Across the records, find how many lines include the string "engine" and answer with only the figure.

*** Opening of INPUT DATA ***

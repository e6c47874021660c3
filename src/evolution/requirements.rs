//! Evolution requirement data and predicates
//!
//! A species declares an ordered list of candidates; each candidate is a
//! set of optional requirement fields. Absent fields are not checked.
//! Every predicate is independently testable against a counter snapshot.

use serde::{Deserialize, Serialize};

use crate::core::types::Hhmm;

/// Inclusive numeric range requirement; either bound may be absent
#[derive(Debug, Clone, Copy, Default, Serialize, Deserialize)]
pub struct RangeReq {
    pub min: Option<u32>,
    pub max: Option<u32>,
}

impl RangeReq {
    pub fn at_least(min: u32) -> Self {
        Self {
            min: Some(min),
            max: None,
        }
    }

    pub fn at_most(max: u32) -> Self {
        Self {
            min: None,
            max: Some(max),
        }
    }

    pub fn between(min: u32, max: u32) -> Self {
        Self {
            min: Some(min),
            max: Some(max),
        }
    }

    pub fn contains(&self, value: u32) -> bool {
        if let Some(min) = self.min {
            if value < min {
                return false;
            }
        }
        if let Some(max) = self.max {
            if value > max {
                return false;
            }
        }
        true
    }
}

/// Wall-clock window requirement, overnight-aware
#[derive(Debug, Clone, Copy, Serialize, Deserialize)]
pub struct TimeWindow {
    pub from: Hhmm,
    pub to: Hhmm,
}

impl TimeWindow {
    pub fn contains(&self, now: Hhmm) -> bool {
        now.in_window(self.from, self.to)
    }
}

/// One evolution candidate with its requirement set
///
/// `jogress` and `item` mark candidates reachable only through explicit
/// calls (`armor_evolve`, jogress flows); their presence disqualifies the
/// candidate from the timer-driven engine.
#[derive(Debug, Clone, Default, Serialize, Deserialize)]
pub struct EvolutionRequirement {
    /// Target species name
    pub to: String,
    /// Target species version; defaults to the pet's current version
    pub to_version: Option<u8>,

    pub mistakes: Option<RangeReq>,
    pub condition_hearts: Option<RangeReq>,
    /// Effort counter accumulated through training
    pub training: Option<RangeReq>,
    pub overfeed: Option<RangeReq>,
    pub level: Option<RangeReq>,
    pub quests_completed: Option<RangeReq>,
    pub weight: Option<RangeReq>,
    pub trophies: Option<RangeReq>,
    pub vital_values: Option<RangeReq>,

    pub blue_gcells: Option<RangeReq>,
    pub yellow_gcells: Option<RangeReq>,
    pub red_gcells: Option<RangeReq>,
    pub gcell_level: Option<RangeReq>,

    /// Per-opponent-stage kill counts
    #[serde(rename = "stage-5")]
    pub stage5_kills: Option<RangeReq>,
    #[serde(rename = "stage-6")]
    pub stage6_kills: Option<RangeReq>,
    #[serde(rename = "stage-7")]
    pub stage7_kills: Option<RangeReq>,
    #[serde(rename = "stage-8")]
    pub stage8_kills: Option<RangeReq>,
    #[serde(rename = "stage-9")]
    pub stage9_kills: Option<RangeReq>,

    pub pvp: Option<RangeReq>,
    pub sleep_disturbances: Option<RangeReq>,
    pub battles: Option<RangeReq>,
    pub win_count: Option<RangeReq>,
    /// Integer win percentage; always fails with zero battles
    pub win_ratio: Option<RangeReq>,
    pub time_range: Option<TimeWindow>,

    /// When present, the pet's special-encounter flag must be true
    pub special_encounter: Option<bool>,
    /// When present, the pet's fragment-hatch flag must be true
    pub gcell_hatch: Option<bool>,

    /// Jogress partner species; excluded from automatic evaluation
    pub jogress: Option<String>,
    /// Item that triggers this evolution via `armor_evolve`
    pub item: Option<String>,
}

impl EvolutionRequirement {
    /// Whether the timer-driven engine may consider this candidate at all
    pub fn auto_evaluable(&self) -> bool {
        self.jogress.is_none() && self.item.is_none()
    }
}

/// Snapshot of the counters evolution predicates read
///
/// Built by the pet right before evaluation so the predicate functions
/// stay free functions over plain data.
#[derive(Debug, Clone, Copy, Default)]
pub struct EvolutionCounters {
    pub mistakes: u32,
    pub condition_hearts: u32,
    pub effort: u32,
    pub overfeed: u32,
    pub level: u32,
    pub quests_completed: u32,
    pub weight: u32,
    pub trophies: u32,
    pub vital_values: u32,
    pub blue_gcells: u32,
    pub yellow_gcells: u32,
    pub red_gcells: u32,
    pub gcell_level: u32,
    pub stage_kills: [u32; 10],
    pub pvp_wins: u32,
    pub sleep_disturbances: u32,
    pub battles: u32,
    pub wins: u32,
    pub special_encounter: bool,
    pub gcell_hatch: bool,
}

/// Test every present requirement against the counters; absent keys pass
pub fn requirements_met(req: &EvolutionRequirement, c: &EvolutionCounters, now: Hhmm) -> bool {
    let ranges = [
        (&req.mistakes, c.mistakes),
        (&req.condition_hearts, c.condition_hearts),
        (&req.training, c.effort),
        (&req.overfeed, c.overfeed),
        (&req.level, c.level),
        (&req.quests_completed, c.quests_completed),
        (&req.weight, c.weight),
        (&req.trophies, c.trophies),
        (&req.vital_values, c.vital_values),
        (&req.blue_gcells, c.blue_gcells),
        (&req.yellow_gcells, c.yellow_gcells),
        (&req.red_gcells, c.red_gcells),
        (&req.gcell_level, c.gcell_level),
        (&req.stage5_kills, c.stage_kills[5]),
        (&req.stage6_kills, c.stage_kills[6]),
        (&req.stage7_kills, c.stage_kills[7]),
        (&req.stage8_kills, c.stage_kills[8]),
        (&req.stage9_kills, c.stage_kills[9]),
        (&req.pvp, c.pvp_wins),
        (&req.sleep_disturbances, c.sleep_disturbances),
        (&req.battles, c.battles),
        (&req.win_count, c.wins),
    ];
    for (range, value) in ranges {
        if let Some(range) = range {
            if !range.contains(value) {
                return false;
            }
        }
    }

    if let Some(ratio) = &req.win_ratio {
        if c.battles == 0 {
            return false;
        }
        let pct = (c.wins * 100) / c.battles;
        if !ratio.contains(pct) {
            return false;
        }
    }

    if let Some(window) = &req.time_range {
        if !window.contains(now) {
            return false;
        }
    }

    if req.special_encounter == Some(true) && !c.special_encounter {
        return false;
    }
    if req.gcell_hatch == Some(true) && !c.gcell_hatch {
        return false;
    }

    true
}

*** Close of INPUT DATA ***

# SOLUTION
2